- [Problem to work on]: Copy out, from the entries below, each line that holds the string "AnchorViolation".

Stored data:
________________
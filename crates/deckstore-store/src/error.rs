//! Error types for the store module.

use deckstore_core::{AnchorViolation, Direction, PositionError, SlideId};
use thiserror::Error;

/// Errors that can occur during store operations.
#[derive(Debug, Error)]
pub enum StoreError {
    /// Database error from SQLite.
    #[error("database error: {0}")]
    Database(#[from] rusqlite::Error),

    /// Referenced slide or deck does not exist.
    #[error("not found: {0}")]
    NotFound(String),

    /// The title slide was the target of a delete or move.
    #[error("permission denied: {0}")]
    PermissionDenied(String),

    /// A move has no neighbour to swap with.
    #[error("slide {id} has no neighbour to move {direction:?} into")]
    OutOfRange { id: SlideId, direction: Direction },

    /// Deck ordering broke inside a transaction. Indicates a bug.
    #[error("invariant violation: {0}")]
    InvariantViolation(String),

    /// A row write collided with the (deck, position) uniqueness constraint.
    #[error("uniqueness constraint violated: {0}")]
    Constraint(String),

    /// Invalid data in input or storage.
    #[error("invalid data: {0}")]
    InvalidData(String),

    /// Migration error.
    #[error("migration error: {0}")]
    Migration(String),

    /// A lock guarding the store was poisoned by a panicking writer.
    #[error("lock poisoned: {0}")]
    LockPoisoned(String),

    /// A blocking task could not be joined.
    #[error("background task failed: {0}")]
    Task(String),

    /// I/O error.
    #[error("I/O error: {0}")]
    Io(#[from] std::io::Error),
}

/// Classification of store errors for callers and the wire.
#[derive(Debug, Clone, Copy, PartialEq, Eq, Hash)]
pub enum ErrorKind {
    NotFound,
    PermissionDenied,
    OutOfRange,
    InvariantViolation,
    InvalidInput,
    /// Durable-store failure surfaced unchanged.
    Storage,
}

impl StoreError {
    pub fn kind(&self) -> ErrorKind {
        match self {
            StoreError::NotFound(_) => ErrorKind::NotFound,
            StoreError::PermissionDenied(_) => ErrorKind::PermissionDenied,
            StoreError::OutOfRange { .. } => ErrorKind::OutOfRange,
            StoreError::InvariantViolation(_) => ErrorKind::InvariantViolation,
            StoreError::InvalidData(_) => ErrorKind::InvalidInput,
            StoreError::Database(_)
            | StoreError::Constraint(_)
            | StoreError::Migration(_)
            | StoreError::LockPoisoned(_)
            | StoreError::Task(_)
            | StoreError::Io(_) => ErrorKind::Storage,
        }
    }
}

impl From<AnchorViolation> for StoreError {
    fn from(e: AnchorViolation) -> Self {
        StoreError::PermissionDenied(e.to_string())
    }
}

impl From<PositionError> for StoreError {
    fn from(e: PositionError) -> Self {
        match e {
            PositionError::UnknownSlide(id) => StoreError::NotFound(format!("slide {}", id)),
            PositionError::NotDense(msg) => StoreError::InvariantViolation(msg),
        }
    }
}

/// Result type for store operations.
pub type Result<T> = std::result::Result<T, StoreError>;
pub mod document;
pub mod exams;
pub mod options;
pub mod tokens;
pub mod url;

pub use document::{Document, Paper, PaperKind};
pub use exams::exam_label;
pub use options::Choice;
pub use tokens::{BILINGUAL_TOKEN, Language, Level};
pub use url::document_url;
________________
- [Task response]:
use deckstore_core::{AnchorViolation, Direction, PositionError, SlideId};
impl From<AnchorViolation> for StoreError {
    fn from(e: AnchorViolation) -> Self {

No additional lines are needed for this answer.